Konsey de, bunun üzerine, yaptırım süreci başlatacağını duyurdu.
Bu son gelişme geçen hafta yaşandı.
AK Partili bakan, dün akşam çıktığı canlı yayında, 'Biz o konuda AİHM kararına uyduk' diyor…
Nasıl yani?
Anlaşılan bakan, kurucu üyelerine karşı yaptırım kararı almayı içine sindiremeyen Konsey üyelerine, 'Siz ne yaparsanız yapın, ne söylerseniz söyleyin, ne kararı alırsanız alın, biz istediğinizi yerine getirmeyeceğiz' mesajı vererek yaptırım sürecini hızlandırmak istiyor.
Üzerinde ne kadar düşünürsem düşüneyim, açıklamasına bundan başka bir anlam veremedim.
İyi de neden?
Benim bu soruya bir cevabım bulunmuyor.
Yalnız onun değil, bir başka bakanın şu sözlerini de anlamakta zorlanıyorum:
'2023 seçimlerinde milletimizin sandıkta yeniden bize bu görevi tevdi etmesiyle beraber inşallah Türkiye’nin şahlanışını bir yüzyıl daha durduramayacaklar.'
Kimden söz ediyor bu bakan Allah aşkına? Kamuoyu yoklamaları ve meydanlar tam aksine sinyaller verirken nasıl bu kadar emin konuşabiliyor?
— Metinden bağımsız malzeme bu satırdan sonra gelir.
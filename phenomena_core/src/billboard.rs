//! Per-particle shape descriptors queried by renderers.
//!
//! Every emitter describes how its particles should look as a
//! camera-facing quad. Renderers only ever see a [`Billboard`], never the
//! concrete emitter behind it.

use crate::Particle;

#[derive(Clone, Copy, Debug, PartialEq)]
pub struct Billboard {
    /// Full width of the quad along the camera's right axis.
    pub width: f32,
    /// Full height of the quad along the camera's up axis.
    pub height: f32,
    /// Rotation about the view axis in radians, counter-clockwise.
    pub roll: f32,
    pub alpha: f32,
}

impl Billboard {
    /// Square quad of side `size`, faded by remaining life.
    pub fn square(particle: &Particle) -> Self {
        Self {
            width: particle.size,
            height: particle.size,
            roll: 0.0,
            alpha: particle.alpha(),
        }
    }

    pub fn with_extent(mut self, width: f32, height: f32) -> Self {
        self.width = width;
        self.height = height;
        self
    }

    pub fn with_roll(mut self, roll: f32) -> Self {
        self.roll = roll;
        self
    }

    /// Multiplies the alpha, keeping the result in [0, 1].
    pub fn fade(mut self, factor: f32) -> Self {
        self.alpha = (self.alpha * factor).clamp(0.0, 1.0);
        self
    }

    pub fn aspect_ratio(&self) -> f32 {
        if self.height == 0.0 {
            return 0.0;
        }
        self.width / self.height
    }
}
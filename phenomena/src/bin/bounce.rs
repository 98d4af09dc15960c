use phenomena::scenes::BounceScene;
use phenomena::{run, RunConfig};

fn main() {
    phenomena::initialize_panic_hook();
    phenomena::initialize_logger();

    let mut scene = BounceScene::new();
    run(
        &mut scene,
        RunConfig {
            title: "Earth-like Bouncing Balls".to_string(),
            ..Default::default()
        },
    );
}
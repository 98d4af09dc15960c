use std::collections::HashSet;

use glam::{Mat4, Vec3};

use crate::camera::uniforms::CameraUniforms;
use crate::input::Key;

/// First-person camera steered with WASD, space/control and the mouse.
#[derive(Clone, Debug)]
pub struct FlyCamera {
    pub position: Vec3,
    /// Degrees. -90 looks down the negative z axis.
    pub yaw: f32,
    /// Degrees, kept within `±max_pitch`.
    pub pitch: f32,
    pub speed: f32,
    pub sensitivity: f32,
    /// Multiplier applied to `speed * dt` when moving.
    pub movement_scale: f32,
    pub max_pitch: f32,
    pub min_speed: f32,
    pub max_speed: f32,
    /// Speed change per scroll notch.
    pub scroll_step: f32,
    /// Vertical field of view in degrees.
    pub fov: f32,
    pub aspect_ratio: f32,
    pub near: f32,
    pub far: f32,
}

impl Default for FlyCamera {
    fn default() -> Self {
        Self {
            position: Vec3::ZERO,
            yaw: -90.0,
            pitch: 0.0,
            speed: 0.05,
            sensitivity: 0.1,
            movement_scale: 100.0,
            max_pitch: 89.0,
            min_speed: 0.01,
            max_speed: 0.2,
            scroll_step: 0.01,
            fov: 60.0,
            aspect_ratio: 4.0 / 3.0,
            near: 0.1,
            far: 100.0,
        }
    }
}

impl FlyCamera {
    pub fn new(position: Vec3) -> Self {
        Self {
            position,
            ..Default::default()
        }
    }

    pub fn front(&self) -> Vec3 {
        let yaw = self.yaw.to_radians();
        let pitch = self.pitch.to_radians();
        Vec3::new(yaw.cos() * pitch.cos(), pitch.sin(), yaw.sin() * pitch.cos()).normalize()
    }

    pub fn right(&self) -> Vec3 {
        self.front().cross(Vec3::Y).normalize()
    }

    pub fn up(&self) -> Vec3 {
        self.right().cross(self.front()).normalize()
    }

    /// Turns the camera by a pointer offset in pixels.
    pub fn look(&mut self, dx: f32, dy: f32) {
        self.yaw += dx * self.sensitivity;
        self.pitch = (self.pitch + dy * self.sensitivity).clamp(-self.max_pitch, self.max_pitch);
    }

    pub fn scroll(&mut self, notches: f32) {
        self.speed = (self.speed + notches * self.scroll_step).clamp(self.min_speed, self.max_speed);
    }

    /// Moves along the view direction, the horizontal right axis and world up
    /// according to the held keys.
    pub fn process_keys(&mut self, held: &HashSet<Key>, dt: f32) {
        let distance = self.speed * dt * self.movement_scale;
        let front = self.front();
        let right = self.right();
        let mut offset = Vec3::ZERO;
        for key in held {
            offset += match key {
                Key::W => front,
                Key::S => -front,
                Key::A => -right,
                Key::D => right,
                Key::Space => Vec3::Y,
                Key::LeftControl => -Vec3::Y,
                _ => Vec3::ZERO,
            };
        }
        self.position += offset * distance;
    }

    pub fn view_matrix(&self) -> Mat4 {
        Mat4::look_at_rh(self.position, self.position + self.front(), Vec3::Y)
    }

    pub fn projection_matrix(&self) -> Mat4 {
        Mat4::perspective_rh(self.fov.to_radians(), self.aspect_ratio, self.near, self.far)
    }

    pub fn uniforms(&self) -> CameraUniforms {
        let view_matrix = self.view_matrix();
        let front = self.front();
        CameraUniforms {
            view_matrix,
            model_view_projection_matrix: self.projection_matrix() * view_matrix,
            center: self.position + front,
            dummy0: 0.0,
            view_vector: front,
            dummy1: 0.0,
            position: self.position,
            dummy2: 0.0,
            up: self.up(),
            dummy3: 0.0,
        }
    }
}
Peki ya ekonomiden sorumlu bakanın geniş kitlelerin yoksullaştığının ilanı anlamına gelen şu bilgiyi hükümetin başarısı olarak takdimine ne diyebilirim?
'2002 yılında sadece 1 milyon haneye sosyal yardım hizmeti verilirken pandemi yardımları hariç tutulduğunda, (bu yardımlarla) 2021 yılında 4,3 milyon ailemize ulaşılmıştır.'
'Fakir-fukara sayısı iktidarımızda arttı' demenin bir başka biçimi bu cümle.
Spordan sorumlu bakan da, kredi almış öğrencilerden talep edilen katlanmış ödemeler için, 'Bu artışın faizle ilgisi yok, yurt hizmetleri kanununda olan bir maddeyi uyguluyoruz' diyebiliyor.
Gerçekten anlaşılır gibi değil.
Eskiden olsa, Ankara’da gelişmeleri yakından izleyen ve sözlerin sahiplerini benden iyi tanıyabileceklerini düşündüğüm meslektaşlara ulaşıp beni aydınlatmalarını isteyebilirdim.
İşe yaramayacağını biliyorum. Bildiğim bir şey daha var: İleride bu günleri değerlendirirken bol bol tebessüm edeceğiz."